▸ WHAT IS BEING ASKED: Whether an entry is long or short, retype it exactly.

▸ RECORDS FOR THE TASK:
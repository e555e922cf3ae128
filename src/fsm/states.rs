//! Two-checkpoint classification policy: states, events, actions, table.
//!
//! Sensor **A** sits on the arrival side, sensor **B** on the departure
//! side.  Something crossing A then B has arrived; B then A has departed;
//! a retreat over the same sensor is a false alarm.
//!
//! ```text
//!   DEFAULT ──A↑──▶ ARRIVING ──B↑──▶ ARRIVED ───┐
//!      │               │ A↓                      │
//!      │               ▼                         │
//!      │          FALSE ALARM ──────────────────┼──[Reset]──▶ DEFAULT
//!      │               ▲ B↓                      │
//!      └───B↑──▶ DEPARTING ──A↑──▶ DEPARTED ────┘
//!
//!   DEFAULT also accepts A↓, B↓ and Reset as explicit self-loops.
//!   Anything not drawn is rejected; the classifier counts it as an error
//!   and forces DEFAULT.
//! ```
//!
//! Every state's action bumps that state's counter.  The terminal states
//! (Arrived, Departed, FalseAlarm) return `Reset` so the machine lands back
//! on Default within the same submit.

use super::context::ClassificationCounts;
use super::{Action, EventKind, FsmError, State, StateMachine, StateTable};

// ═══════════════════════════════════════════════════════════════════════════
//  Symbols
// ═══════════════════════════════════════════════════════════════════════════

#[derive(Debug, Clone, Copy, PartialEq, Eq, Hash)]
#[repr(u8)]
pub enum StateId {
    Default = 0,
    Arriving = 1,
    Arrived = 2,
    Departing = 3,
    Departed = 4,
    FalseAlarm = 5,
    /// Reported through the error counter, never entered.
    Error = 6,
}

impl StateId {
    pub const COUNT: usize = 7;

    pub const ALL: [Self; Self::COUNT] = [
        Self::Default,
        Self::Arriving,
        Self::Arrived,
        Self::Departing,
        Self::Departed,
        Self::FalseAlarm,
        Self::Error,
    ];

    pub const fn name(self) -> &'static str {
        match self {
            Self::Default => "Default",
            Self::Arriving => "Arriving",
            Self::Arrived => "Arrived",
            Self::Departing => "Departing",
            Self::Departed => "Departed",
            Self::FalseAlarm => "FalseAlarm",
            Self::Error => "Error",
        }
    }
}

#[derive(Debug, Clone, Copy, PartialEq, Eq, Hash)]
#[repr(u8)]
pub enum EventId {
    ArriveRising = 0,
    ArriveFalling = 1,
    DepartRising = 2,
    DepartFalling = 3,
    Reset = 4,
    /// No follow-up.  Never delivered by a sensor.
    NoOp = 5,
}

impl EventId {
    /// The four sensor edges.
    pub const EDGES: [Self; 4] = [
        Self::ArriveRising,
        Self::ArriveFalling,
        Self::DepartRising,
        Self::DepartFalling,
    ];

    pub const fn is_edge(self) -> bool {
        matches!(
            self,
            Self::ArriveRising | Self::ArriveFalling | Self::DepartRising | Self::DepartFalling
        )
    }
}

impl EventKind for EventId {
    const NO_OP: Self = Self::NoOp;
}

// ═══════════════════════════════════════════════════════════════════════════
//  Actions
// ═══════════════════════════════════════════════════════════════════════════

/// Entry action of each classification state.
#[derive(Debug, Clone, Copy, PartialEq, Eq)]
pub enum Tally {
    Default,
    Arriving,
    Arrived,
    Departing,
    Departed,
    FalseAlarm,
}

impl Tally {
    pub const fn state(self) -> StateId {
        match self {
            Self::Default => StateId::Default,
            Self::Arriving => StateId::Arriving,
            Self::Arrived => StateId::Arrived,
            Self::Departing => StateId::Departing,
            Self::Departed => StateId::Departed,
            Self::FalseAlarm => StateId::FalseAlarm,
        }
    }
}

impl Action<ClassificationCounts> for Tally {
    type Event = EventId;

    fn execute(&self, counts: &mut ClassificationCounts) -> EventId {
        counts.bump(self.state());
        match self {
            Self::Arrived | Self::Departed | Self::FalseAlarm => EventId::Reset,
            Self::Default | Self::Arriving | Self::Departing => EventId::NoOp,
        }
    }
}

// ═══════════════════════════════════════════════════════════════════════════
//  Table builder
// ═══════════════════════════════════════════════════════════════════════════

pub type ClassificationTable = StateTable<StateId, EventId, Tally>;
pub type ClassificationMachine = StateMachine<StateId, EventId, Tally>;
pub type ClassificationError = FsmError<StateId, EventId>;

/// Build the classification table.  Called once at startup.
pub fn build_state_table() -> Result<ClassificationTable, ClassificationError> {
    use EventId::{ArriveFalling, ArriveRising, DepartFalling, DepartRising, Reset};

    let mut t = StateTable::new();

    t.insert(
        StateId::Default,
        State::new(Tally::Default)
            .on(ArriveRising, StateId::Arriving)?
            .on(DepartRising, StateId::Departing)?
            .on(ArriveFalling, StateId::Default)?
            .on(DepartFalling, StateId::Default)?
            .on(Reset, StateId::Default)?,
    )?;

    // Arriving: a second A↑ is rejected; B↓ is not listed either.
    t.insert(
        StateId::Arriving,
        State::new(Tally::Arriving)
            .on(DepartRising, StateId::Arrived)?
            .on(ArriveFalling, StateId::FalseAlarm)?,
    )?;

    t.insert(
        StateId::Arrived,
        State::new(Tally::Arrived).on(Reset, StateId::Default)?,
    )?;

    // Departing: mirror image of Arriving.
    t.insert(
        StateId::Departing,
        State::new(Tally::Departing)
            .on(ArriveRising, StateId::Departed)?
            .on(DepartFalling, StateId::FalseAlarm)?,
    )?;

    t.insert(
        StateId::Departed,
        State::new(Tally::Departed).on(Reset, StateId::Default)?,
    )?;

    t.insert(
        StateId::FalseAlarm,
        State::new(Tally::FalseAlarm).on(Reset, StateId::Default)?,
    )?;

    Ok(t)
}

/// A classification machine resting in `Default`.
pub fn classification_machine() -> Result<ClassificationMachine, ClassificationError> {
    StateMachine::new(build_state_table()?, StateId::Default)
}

▸ SOLUTION TO THIS PROBLEM:
repository e555e922cf3ae128
filename src/fsm/states.rs
//! Two-checkpoint classification policy: states, events, actions, table.
//!
//! Sensor **A** sits on the arrival side, sensor **B** on the departure
//! side.  Something crossing A then B has arrived; B then A has departed;
//! a retreat over the same sensor is a false alarm.
//!
//! ```text
//!   DEFAULT ──A↑──▶ ARRIVING ──B↑──▶ ARRIVED ───┐
//!      │               │ A↓                      │
//!      │               ▼                         │
//!      │          FALSE ALARM ──────────────────┼──[Reset]──▶ DEFAULT
//!      │               ▲ B↓                      │
//!      └───B↑──▶ DEPARTING ──A↑──▶ DEPARTED ────┘
//!
//!   DEFAULT also accepts A↓, B↓ and Reset as explicit self-loops.
//!   Anything not drawn is rejected; the classifier counts it as an error
//!   and forces DEFAULT.
//! ```
//!
//! Every state's action bumps that state's counter.  The terminal states
//! (Arrived, Departed, FalseAlarm) return `Reset` so the machine lands back
//! on Default within the same submit.

use super::context::ClassificationCounts;
use super::{Action, EventKind, FsmError, State, StateMachine, StateTable};

// ═══════════════════════════════════════════════════════════════════════════
//  Symbols
// ═══════════════════════════════════════════════════════════════════════════

#[derive(Debug, Clone, Copy, PartialEq, Eq, Hash)]
#[repr(u8)]
pub enum StateId {
    Default = 0,
    Arriving = 1,
    Arrived = 2,
    Departing = 3,
    Departed = 4,
    FalseAlarm = 5,
    /// Reported through the error counter, never entered.
    Error = 6,
}

impl StateId {
    pub const COUNT: usize = 7;

    pub const ALL: [Self; Self::COUNT] = [
        Self::Default,
        Self::Arriving,
        Self::Arrived,
        Self::Departing,
        Self::Departed,
        Self::FalseAlarm,
        Self::Error,
    ];

    pub const fn name(self) -> &'static str {
        match self {
            Self::Default => "Default",
            Self::Arriving => "Arriving",
            Self::Arrived => "Arrived",
            Self::Departing => "Departing",
            Self::Departed => "Departed",
            Self::FalseAlarm => "FalseAlarm",
            Self::Error => "Error",
        }
    }
}

#[derive(Debug, Clone, Copy, PartialEq, Eq, Hash)]
#[repr(u8)]
pub enum EventId {
    ArriveRising = 0,
    ArriveFalling = 1,
    DepartRising = 2,
    DepartFalling = 3,
    Reset = 4,
    /// No follow-up.  Never delivered by a sensor.
    NoOp = 5,
}

impl EventId {
    /// The four sensor edges.
    pub const EDGES: [Self; 4] = [
        Self::ArriveRising,
        Self::ArriveFalling,
        Self::DepartRising,
        Self::DepartFalling,
    ];

    pub const fn is_edge(self) -> bool {
        matches!(
            self,
            Self::ArriveRising | Self::ArriveFalling | Self::DepartRising | Self::DepartFalling
        )
    }
}

impl EventKind for EventId {
    const NO_OP: Self = Self::NoOp;
}

// ═══════════════════════════════════════════════════════════════════════════
//  Actions
// ═══════════════════════════════════════════════════════════════════════════

/// Entry action of each classification state.
#[derive(Debug, Clone, Copy, PartialEq, Eq)]
pub enum Tally {
    Default,
    Arriving,
    Arrived,
    Departing,
    Departed,
    FalseAlarm,
}

impl Tally {
    pub const fn state(self) -> StateId {
        match self {
            Self::Default => StateId::Default,
            Self::Arriving => StateId::Arriving,
            Self::Arrived => StateId::Arrived,
            Self::Departing => StateId::Departing,
            Self::Departed => StateId::Departed,
            Self::FalseAlarm => StateId::FalseAlarm,
        }
    }
}

impl Action<ClassificationCounts> for Tally {
    type Event = EventId;

    fn execute(&self, counts: &mut ClassificationCounts) -> EventId {
        counts.bump(self.state());
        match self {
            Self::Arrived | Self::Departed | Self::FalseAlarm => EventId::Reset,
            Self::Default | Self::Arriving | Self::Departing => EventId::NoOp,
        }
    }
}

// ═══════════════════════════════════════════════════════════════════════════
//  Table builder
// ═══════════════════════════════════════════════════════════════════════════

pub type ClassificationTable = StateTable<StateId, EventId, Tally>;
pub type ClassificationMachine = StateMachine<StateId, EventId, Tally>;
pub type ClassificationError = FsmError<StateId, EventId>;

/// Build the classification table.  Called once at startup.
pub fn build_state_table() -> Result<ClassificationTable, ClassificationError> {
    use EventId::{ArriveFalling, ArriveRising, DepartFalling, DepartRising, Reset};

    let mut t = StateTable::new();

    t.insert(
        StateId::Default,
        State::new(Tally::Default)
            .on(ArriveRising, StateId::Arriving)?
            .on(DepartRising, StateId::Departing)?
            .on(ArriveFalling, StateId::Default)?
            .on(DepartFalling, StateId::Default)?
            .on(Reset, StateId::Default)?,
    )?;

    // Arriving: a second A↑ is rejected; B↓ is not listed either.
    t.insert(
        StateId::Arriving,
        State::new(Tally::Arriving)
            .on(DepartRising, StateId::Arrived)?
            .on(ArriveFalling, StateId::FalseAlarm)?,
    )?;

    t.insert(
        StateId::Arrived,
        State::new(Tally::Arrived).on(Reset, StateId::Default)?,
    )?;

    // Departing: mirror image of Arriving.
    t.insert(
        StateId::Departing,
        State::new(Tally::Departing)
            .on(ArriveRising, StateId::Departed)?
            .on(DepartFalling, StateId::FalseAlarm)?,
    )?;

    t.insert(
        StateId::Departed,
        State::new(Tally::Departed).on(Reset, StateId::Default)?,
    )?;

    t.insert(
        StateId::FalseAlarm,
        State::new(Tally::FalseAlarm).on(Reset, StateId::Default)?,
    )?;

    Ok(t)
}

/// A classification machine resting in `Default`.
pub fn classification_machine() -> Result<ClassificationMachine, ClassificationError> {
    StateMachine::new(build_state_table()?, StateId::Default)
}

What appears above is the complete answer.